• [Problem to work on]: Say how many lines of the material below contain the word "human", with no other words.

• [Record set]:
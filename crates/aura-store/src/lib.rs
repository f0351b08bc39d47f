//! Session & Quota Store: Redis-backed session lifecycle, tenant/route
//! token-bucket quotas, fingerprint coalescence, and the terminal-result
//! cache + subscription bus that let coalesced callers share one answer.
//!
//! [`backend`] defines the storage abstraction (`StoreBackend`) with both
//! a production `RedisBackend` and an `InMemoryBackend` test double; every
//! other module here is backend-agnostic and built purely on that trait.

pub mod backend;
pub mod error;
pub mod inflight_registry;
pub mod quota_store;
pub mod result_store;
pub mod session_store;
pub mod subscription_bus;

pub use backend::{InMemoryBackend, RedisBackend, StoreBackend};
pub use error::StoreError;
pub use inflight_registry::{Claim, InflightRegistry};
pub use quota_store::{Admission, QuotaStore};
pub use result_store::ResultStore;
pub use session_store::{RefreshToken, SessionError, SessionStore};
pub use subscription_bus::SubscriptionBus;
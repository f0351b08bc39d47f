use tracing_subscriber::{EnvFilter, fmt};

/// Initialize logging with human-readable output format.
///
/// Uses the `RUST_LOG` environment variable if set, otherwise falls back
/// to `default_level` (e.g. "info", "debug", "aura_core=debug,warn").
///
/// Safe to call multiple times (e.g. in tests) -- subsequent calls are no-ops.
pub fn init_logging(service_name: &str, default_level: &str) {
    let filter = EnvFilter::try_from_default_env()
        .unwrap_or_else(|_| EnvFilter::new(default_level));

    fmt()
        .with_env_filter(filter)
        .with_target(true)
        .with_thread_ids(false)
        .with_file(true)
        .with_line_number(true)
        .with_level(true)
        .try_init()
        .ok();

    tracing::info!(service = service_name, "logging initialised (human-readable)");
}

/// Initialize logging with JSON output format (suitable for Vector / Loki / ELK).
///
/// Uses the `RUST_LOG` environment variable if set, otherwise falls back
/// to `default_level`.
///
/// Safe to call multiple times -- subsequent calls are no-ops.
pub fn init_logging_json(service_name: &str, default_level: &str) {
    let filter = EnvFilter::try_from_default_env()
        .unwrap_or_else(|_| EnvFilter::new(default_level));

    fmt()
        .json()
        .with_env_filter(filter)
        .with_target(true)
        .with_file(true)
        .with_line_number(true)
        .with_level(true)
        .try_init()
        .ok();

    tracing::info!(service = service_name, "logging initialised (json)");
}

• [Finished exercise]: 2